Tudo isso não mereceu atenção do Ministério da Saúde. Na coletiva de imprensa diária, o governo escolheu dois destaques: o lançamento de uma campanha de doação de leite materno e de um serviço de teleatendimento psicológico para profissionais da saúde que atuam no combate à covid-19. Não houve comentários da pasta sobre o recorde de óbitos. Tampouco sobre protocolos de uso de medicamentos prestes a sair, como o da cloroquina. Desde que o general Eduardo Pazuello assumiu o Ministério, as coletivas têm sido povoadas por autoridades do segundo e terceiro escalões que não se sentem à vontade para responder às perguntas mais importantes sobre as ações do governo federal. Provavelmente porque faltam ações. Mas também porque falta respeito às instituições democráticas e à população.
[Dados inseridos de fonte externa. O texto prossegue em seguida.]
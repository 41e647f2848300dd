//! Remote-read request construction
//!
//! Turns a series selector such as
//! `http_requests_total{job!="api"}[5m] @ {read_hints="start=..,end=.."}`
//! into a Prometheus `ReadRequest`.
//!
//! - The read window ends at the clock's current time and spans the
//!   selector range (one hour when absent).
//! - `start` / `end` read hints, when present, replace the window bounds.
//! - The first matcher is always `__name__ = <metric>`; label matchers
//!   follow, ordered by value.

mod duration;
mod hints;
mod selector;

pub use duration::{parse_duration_ms, DEFAULT_RANGE_MS};
pub use hints::{parse_read_hints, ParsedHints};
pub use selector::{parse_selector, Selector, SelectorMatcher};

use crate::clock::Clock;
use crate::proto::{LabelMatcher, Query, ReadRequest, ResponseType, METRIC_NAME_LABEL};
use crate::Result;

impl Selector {
    /// Build the remote-read query for this selector at `now_ms`.
    pub fn to_query(&self, now_ms: i64) -> Query {
        let range_ms = self.range_ms.unwrap_or(DEFAULT_RANGE_MS);
        let start_ms = self.start_ms.unwrap_or(now_ms.saturating_sub(range_ms));
        let end_ms = self.end_ms.unwrap_or(now_ms);

        let mut label_matchers = self.matchers.clone();
        label_matchers.sort_by(|a, b| a.value.cmp(&b.value));

        let mut matchers = Vec::with_capacity(label_matchers.len() + 1);
        matchers.push(LabelMatcher::eq(METRIC_NAME_LABEL, self.metric_name.clone()));
        matchers.extend(
            label_matchers
                .into_iter()
                .map(|m| LabelMatcher::new(m.op, m.name, m.value)),
        );

        Query {
            start_timestamp_ms: start_ms,
            end_timestamp_ms: end_ms,
            matchers,
            hints: self.hints.clone(),
        }
    }

    /// Wrap [`Selector::to_query`] in a single-query `ReadRequest`.
    pub fn to_read_request(&self, now_ms: i64) -> ReadRequest {
        ReadRequest {
            queries: vec![self.to_query(now_ms)],
            accepted_response_types: vec![ResponseType::Samples as i32],
        }
    }
}

/// Parse `selector` and build a `ReadRequest` using `clock` for the window.
pub fn build_read_request(selector: &str, clock: &dyn Clock) -> Result<ReadRequest> {
    let parsed = parse_selector(selector)?;
    Ok(parsed.to_read_request(clock.now_ms()))
}

#[cfg(test)]
mod tests {
    use super::*;
    use crate::clock::ManualClock;
    use crate::proto::MatchType;

    const NOW: i64 = 1_700_000_000_000;

    #[test]
    fn test_default_window_is_one_hour() {
        let request = build_read_request("up", &ManualClock::new(NOW)).unwrap();
        let query = &request.queries[0];
        assert_eq!(query.end_timestamp_ms, NOW);
        assert_eq!(query.start_timestamp_ms, NOW - 3_600_000);
        assert!(query.hints.is_none());
        assert_eq!(
            request.accepted_response_types,
            vec![ResponseType::Samples as i32]
        );
    }

    #[test]
    fn test_range_window() {
        let request = build_read_request("up[3s]", &ManualClock::new(NOW)).unwrap();
        assert_eq!(request.queries[0].start_timestamp_ms, NOW - 3_000);
    }

    #[test]
    fn test_metric_matcher_first_then_sorted_by_value() {
        let request = build_read_request(
            r#"prometheus_http_requests_total{test_id="x1", instance="mockmetheus", job="prometheus"}"#,
            &ManualClock::new(NOW),
        )
        .unwrap();
        let matchers = &request.queries[0].matchers;
        assert_eq!(matchers.len(), 4);
        assert_eq!(matchers[0].name, "__name__");
        assert_eq!(matchers[0].value, "prometheus_http_requests_total");
        assert_eq!(matchers[0].r#type(), MatchType::Eq);
        let values: Vec<_> = matchers[1..].iter().map(|m| m.value.as_str()).collect();
        assert_eq!(values, vec!["mockmetheus", "prometheus", "x1"]);
    }

    #[test]
    fn test_hints_override_window() {
        let request = build_read_request(
            r#"up{instance="a"} @ {read_hints="start=1000,end=4000,step=10"}"#,
            &ManualClock::new(NOW),
        )
        .unwrap();
        let query = &request.queries[0];
        assert_eq!(query.start_timestamp_ms, 1000);
        assert_eq!(query.end_timestamp_ms, 4000);
        let hints = query.hints.as_ref().unwrap();
        assert_eq!(hints.step_ms, 10);
    }

    #[test]
    fn test_partial_hints_keep_default_bound() {
        let request = build_read_request(
            r#"up[10s] @ {read_hints="start=5"}"#,
            &ManualClock::new(NOW),
        )
        .unwrap();
        let query = &request.queries[0];
        assert_eq!(query.start_timestamp_ms, 5);
        assert_eq!(query.end_timestamp_ms, NOW);
    }

    #[test]
    fn test_zero_start_hint_is_honored() {
        let request = build_read_request(
            r#"up @ {read_hints="start=0,end=100"}"#,
            &ManualClock::new(NOW),
        )
        .unwrap();
        let query = &request.queries[0];
        assert_eq!(query.start_timestamp_ms, 0);
        assert_eq!(query.end_timestamp_ms, 100);
    }

    #[test]
    fn test_invalid_selector_propagates() {
        assert!(build_read_request("{}", &ManualClock::new(NOW)).is_err());
    }
}
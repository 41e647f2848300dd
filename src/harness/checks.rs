//! The correctness checks
//!
//! Each check mirrors what Prometheus itself does against remote storage:
//! push series with remote write, wait for ingestion, then read them back
//! with a selector and compare labels, values and sample order.

use super::{generate_test_run_id, SuiteSettings};
use crate::client::{is_empty, label_value, RemoteClient, SeriesRecord};
use crate::proto::{ReadResponse, TimeSeries, METRIC_NAME_LABEL};
use crate::{Error, Result};

use std::fmt;
use std::str::FromStr;
use tracing::debug;

const REQUESTS_METRIC: &str = "prometheus_http_requests_total";
const CUSTOM_METRIC: &str = "mockmetheus_custom_metric";
const INSTANCE: &str = "mockmetheus";
const HANDLER: &str = "/api/v1/query";
const JOB: &str = "prometheus";

macro_rules! ensure {
    ($cond:expr, $($arg:tt)+) => {
        if !$cond {
            return Err(Error::CheckFailed(format!($($arg)+)));
        }
    };
}

/// Everything a check needs to talk to the connector.
pub struct CheckContext {
    pub client: RemoteClient,
    pub settings: SuiteSettings,
}

impl CheckContext {
    pub fn new(client: RemoteClient, settings: SuiteSettings) -> Self {
        Self { client, settings }
    }

    fn now_ms(&self) -> i64 {
        self.client.clock().now_ms()
    }

    async fn wait_for_ingest(&self) {
        tokio::time::sleep(self.settings.ingest_delay).await;
    }

    async fn write_ok(&self, records: &[SeriesRecord]) -> Result<()> {
        let status = self.client.remote_write(records).await?;
        ensure!(status == 200, "remote write returned {status}, expected 200");
        Ok(())
    }
}

/// A named correctness check.
#[derive(Debug, Clone, Copy, PartialEq, Eq, Hash)]
pub enum Check {
    EmptyOnInit,
    ReadMetricDne,
    WriteNoData,
    WriteNoLabels,
    WriteNoSamples,
    Success,
    SuccessWriteMultipleMetrics,
    SuccessMultipleSamples,
    SuccessLabelMatchers,
}

impl Check {
    /// Every check, in execution order.
    pub const ALL: [Check; 9] = [
        Check::EmptyOnInit,
        Check::ReadMetricDne,
        Check::WriteNoData,
        Check::WriteNoLabels,
        Check::WriteNoSamples,
        Check::Success,
        Check::SuccessWriteMultipleMetrics,
        Check::SuccessMultipleSamples,
        Check::SuccessLabelMatchers,
    ];

    pub fn name(&self) -> &'static str {
        match self {
            Check::EmptyOnInit => "empty_on_init",
            Check::ReadMetricDne => "read_metric_dne",
            Check::WriteNoData => "write_no_data",
            Check::WriteNoLabels => "write_no_labels",
            Check::WriteNoSamples => "write_no_samples",
            Check::Success => "success",
            Check::SuccessWriteMultipleMetrics => "success_write_multiple_metrics",
            Check::SuccessMultipleSamples => "success_multiple_samples",
            Check::SuccessLabelMatchers => "success_label_matchers",
        }
    }

    pub fn description(&self) -> &'static str {
        match self {
            Check::EmptyOnInit => "remote read returns nothing before any write",
            Check::ReadMetricDne => "remote read of an unknown metric is empty",
            Check::WriteNoData => "remote write with no time series succeeds",
            Check::WriteNoLabels => "remote write of a label-less series is accepted or rejected with 400",
            Check::WriteNoSamples => "remote write of a series without samples stores nothing",
            Check::Success => "a written sample is read back, with and without read hints",
            Check::SuccessWriteMultipleMetrics => "two metrics in one write are readable by name",
            Check::SuccessMultipleSamples => "multiple samples come back in timestamp order",
            Check::SuccessLabelMatchers => "negative equality and regex matchers select the right series",
        }
    }

    pub async fn run(&self, ctx: &CheckContext) -> Result<()> {
        match self {
            Check::EmptyOnInit => empty_on_init(ctx).await,
            Check::ReadMetricDne => read_metric_dne(ctx).await,
            Check::WriteNoData => write_no_data(ctx).await,
            Check::WriteNoLabels => write_no_labels(ctx).await,
            Check::WriteNoSamples => write_no_samples(ctx).await,
            Check::Success => success(ctx).await,
            Check::SuccessWriteMultipleMetrics => success_write_multiple_metrics(ctx).await,
            Check::SuccessMultipleSamples => success_multiple_samples(ctx).await,
            Check::SuccessLabelMatchers => success_label_matchers(ctx).await,
        }
    }
}

impl fmt::Display for Check {
    fn fmt(&self, f: &mut fmt::Formatter<'_>) -> fmt::Result {
        f.write_str(self.name())
    }
}

impl FromStr for Check {
    type Err = Error;

    fn from_str(s: &str) -> Result<Self> {
        let name = s.trim().trim_start_matches("test_");
        Check::ALL
            .into_iter()
            .find(|check| check.name() == name)
            .ok_or_else(|| Error::Config(format!("unknown check '{s}'")))
    }
}

async fn empty_on_init(ctx: &CheckContext) -> Result<()> {
    let response = if ctx.settings.fresh_tsdb {
        ctx.client
            .remote_read(&format!("{REQUESTS_METRIC}{{}}"))
            .await?
    } else {
        // older runs may have left data; only look at a window nothing has written to
        tokio::time::sleep(ctx.settings.quiet_period).await;
        ctx.client
            .remote_read(&format!("{REQUESTS_METRIC}{{}}[3s]"))
            .await?
    };
    ensure!(
        is_empty(&response),
        "expected no series, got {}",
        response.first_series().len()
    );
    Ok(())
}

async fn read_metric_dne(ctx: &CheckContext) -> Result<()> {
    let response = ctx.client.remote_read("non_existent_metric").await?;
    ensure!(is_empty(&response), "unknown metric returned series");
    Ok(())
}

async fn write_no_data(ctx: &CheckContext) -> Result<()> {
    ctx.write_ok(&[]).await
}

async fn write_no_labels(ctx: &CheckContext) -> Result<()> {
    let record = SeriesRecord::new().sample(220.0, ctx.now_ms());
    match ctx.client.remote_write(&[record]).await {
        Ok(status) => {
            debug!(status, "Label-less series accepted");
            Ok(())
        }
        Err(e) => match e.status() {
            Some(400) => Ok(()),
            Some(status) => Err(Error::CheckFailed(format!(
                "label-less series rejected with {status}, expected 400"
            ))),
            None => Err(e),
        },
    }
}

async fn write_no_samples(ctx: &CheckContext) -> Result<()> {
    let record = SeriesRecord::new()
        .label(METRIC_NAME_LABEL, REQUESTS_METRIC)
        .label("instance", INSTANCE);
    ctx.write_ok(&[record]).await?;
    ctx.wait_for_ingest().await;

    let response = ctx
        .client
        .remote_read(&format!("{REQUESTS_METRIC}{{instance=\"{INSTANCE}\"}}[3s]"))
        .await?;
    ensure!(is_empty(&response), "series without samples was returned");
    Ok(())
}

async fn success(ctx: &CheckContext) -> Result<()> {
    let test_id = generate_test_run_id();
    let expected = 220.0;
    let record = SeriesRecord::new()
        .label(METRIC_NAME_LABEL, REQUESTS_METRIC)
        .label("instance", INSTANCE)
        .label("test_id", &test_id)
        .sample(expected, ctx.now_ms());
    ctx.write_ok(&[record]).await?;
    ctx.wait_for_ingest().await;

    let matchers = format!("instance=\"{INSTANCE}\", test_id=\"{test_id}\"");
    let response = ctx
        .client
        .remote_read(&format!("{REQUESTS_METRIC}{{{matchers}}}[3s]"))
        .await?;
    let series = first_series(&response)?;
    expect_label(series, METRIC_NAME_LABEL, REQUESTS_METRIC)?;
    expect_label(series, "instance", INSTANCE)?;
    expect_value(series, 0, expected)?;

    let end = ctx.now_ms();
    let start = end - 3000;
    let response = ctx
        .client
        .remote_read(&format!(
            "{REQUESTS_METRIC}{{{matchers}}} @ {{read_hints=\"start={start},end={end}\"}}"
        ))
        .await?;
    let series = first_series(&response)?;
    expect_label(series, METRIC_NAME_LABEL, REQUESTS_METRIC)?;
    expect_label(series, "instance", INSTANCE)?;
    expect_value(series, 0, expected)?;
    Ok(())
}

async fn success_write_multiple_metrics(ctx: &CheckContext) -> Result<()> {
    let test_id = generate_test_run_id();
    let now = ctx.now_ms();
    let records = [
        common_labels(REQUESTS_METRIC, &test_id, JOB).sample(300.0, now),
        common_labels(CUSTOM_METRIC, &test_id, JOB).sample(400.0, now),
    ];
    ctx.write_ok(&records).await?;
    ctx.wait_for_ingest().await;

    for (metric, expected) in [(REQUESTS_METRIC, 300.0), (CUSTOM_METRIC, 400.0)] {
        let response = ctx
            .client
            .remote_read(&format!(
                "{metric}{{instance=\"{INSTANCE}\", job=\"{JOB}\", test_id=\"{test_id}\"}}[3s]"
            ))
            .await?;
        let series = first_series(&response)?;
        expect_label(series, METRIC_NAME_LABEL, metric)?;
        expect_value(series, 0, expected)?;
    }
    Ok(())
}

async fn success_multiple_samples(ctx: &CheckContext) -> Result<()> {
    let test_id = generate_test_run_id();
    let now = ctx.now_ms();
    let record = common_labels(REQUESTS_METRIC, &test_id, JOB)
        .sample(300.0, now)
        .sample(400.0, now - 100);
    ctx.write_ok(&[record]).await?;
    ctx.wait_for_ingest().await;

    let response = ctx
        .client
        .remote_read(&format!(
            "{REQUESTS_METRIC}{{handler=\"{HANDLER}\", instance=\"{INSTANCE}\", job=\"{JOB}\", test_id=\"{test_id}\"}}[3s]"
        ))
        .await?;
    let series = first_series(&response)?;
    expect_label(series, METRIC_NAME_LABEL, REQUESTS_METRIC)?;
    expect_label(series, "handler", HANDLER)?;
    expect_label(series, "instance", INSTANCE)?;
    ensure!(
        series.samples.len() == 2,
        "expected 2 samples, got {}",
        series.samples.len()
    );
    // ascending by timestamp: the older sample first
    expect_value(series, 0, 400.0)?;
    expect_value(series, 1, 300.0)?;
    Ok(())
}

async fn success_label_matchers(ctx: &CheckContext) -> Result<()> {
    let test_id = generate_test_run_id();
    let other_job = "mockmetheus";
    let now = ctx.now_ms();
    let records = [
        common_labels(REQUESTS_METRIC, &test_id, JOB)
            .label("code", "200")
            .sample(100.0, now)
            .sample(200.0, now - 100),
        common_labels(REQUESTS_METRIC, &test_id, other_job)
            .label("code", "400")
            .sample(100.0, now)
            .sample(200.0, now - 100)
            .sample(300.0, now - 200),
        common_labels(REQUESTS_METRIC, &test_id, JOB)
            .label("code", "404")
            .sample(100.0, now),
    ];
    ctx.write_ok(&records).await?;
    ctx.wait_for_ingest().await;

    // NEQ
    let response = ctx
        .client
        .remote_read(&format!(
            "{REQUESTS_METRIC}{{job!=\"{JOB}\", test_id=\"{test_id}\"}}[3s]"
        ))
        .await?;
    expect_shape(&response, 1, Some(3), "job!=")?;

    // NRE
    let response = ctx
        .client
        .remote_read(&format!(
            "{REQUESTS_METRIC}{{code!~\"2..\", test_id=\"{test_id}\"}}[3s]"
        ))
        .await?;
    expect_shape(&response, 2, None, "code!~")?;

    // EQ + NRE
    let response = ctx
        .client
        .remote_read(&format!(
            "{REQUESTS_METRIC}{{job=\"{other_job}\", code!~\"2..\", test_id=\"{test_id}\"}}[5s]"
        ))
        .await?;
    expect_shape(&response, 1, Some(3), "job= with code!~")?;
    Ok(())
}

fn common_labels(metric: &str, test_id: &str, job: &str) -> SeriesRecord {
    SeriesRecord::new()
        .label(METRIC_NAME_LABEL, metric)
        .label("handler", HANDLER)
        .label("instance", INSTANCE)
        .label("test_id", test_id)
        .label("job", job)
}

fn first_series(response: &ReadResponse) -> Result<&TimeSeries> {
    response
        .first_series()
        .first()
        .ok_or_else(|| Error::CheckFailed("expected at least one series, got none".to_string()))
}

fn expect_label(series: &TimeSeries, name: &str, expected: &str) -> Result<()> {
    let actual = label_value(series, name);
    ensure!(
        actual == Some(expected),
        "label {name}: expected {expected:?}, got {actual:?}"
    );
    Ok(())
}

fn expect_value(series: &TimeSeries, index: usize, expected: f64) -> Result<()> {
    let actual = series.samples.get(index).map(|s| s.value);
    ensure!(
        actual == Some(expected),
        "sample {index}: expected value {expected}, got {actual:?}"
    );
    Ok(())
}

fn expect_shape(
    response: &ReadResponse,
    series: usize,
    samples: Option<usize>,
    what: &str,
) -> Result<()> {
    let returned = response.first_series();
    ensure!(
        returned.len() == series,
        "{what}: expected {series} series, got {}",
        returned.len()
    );
    if let Some(samples) = samples {
        let actual = returned[0].samples.len();
        ensure!(
            actual == samples,
            "{what}: expected {samples} samples, got {actual}"
        );
    }
    Ok(())
}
Desde o começo dessa semana, a Secretaria de Comunicação da Presidência da República dobrou sua aposta no contorcionismo narrativo. Num dia marcado por um número de mortes que superou aquelas causadas pelos deslizamentos e chuvas na região serrana do Rio de Janeiro em 2011, quando 900 óbitos foram registrados, a Secom divulgou um “Placar da Vida”. Nele, os únicos números em destaque são o de “brasileiros salvos”, “em recuperação” e infectados. O Ministério da Saúde prontamente compartilhou a peça publicitária em suas redes. O tal placar começou a ser divulgado na segunda-feira (18).

A distorção da realidade encontra seu maior mestre no presidente Jair Bolsonaro. Ontem, ele afirmou que em “poucos lugares faltaram respiradores ou leitos de UTIs” – assim mesmo, no passado, como se estivesse fazendo um balanço de uma situação já superada. E, claro, desprezando o colapso dos serviços de saúde em vários estados.

Bolsonaro também falou em “caixa-preta” sobre as mortes do coronavírus. Mas não porque haja mais mortes do que o registrado, como apontam toda a comunidade científica e vários gestores públicos. O presidente está interessado em disseminar o boato de adulteração em atestados de óbito. Sem provas consistentes, como de praxe. “Temos muito vídeo de famílias enlutadas, no cemitério, reclamando que no atestado de óbito o problema nunca foi esse e saiu com vírus. Por que se faz isso? Não quero responder aqui. Mas estamos tomando providências aqui para abrir essa caixa-preta que está acontecendo em alguns estados”, disse. 

Finalmente, Bolsonaro reclamou que “parece que no Brasil só tem gente com problema de vírus”. É claro que não. Mas é curioso perceber que, ontem, a covid se tornou a principal causa de mortes no país, superando o conjunto de todas as doenças cardiovasculares, como infartos e AVCs, que matam 980 brasileiros por dia; deixando para trás as mortes diárias por câncer (624) e aquelas por causas externas, como acidentes e violência (413). Os números, levantados pela Folha, se referem a dados de 2018, os mais recentes do DataSUS.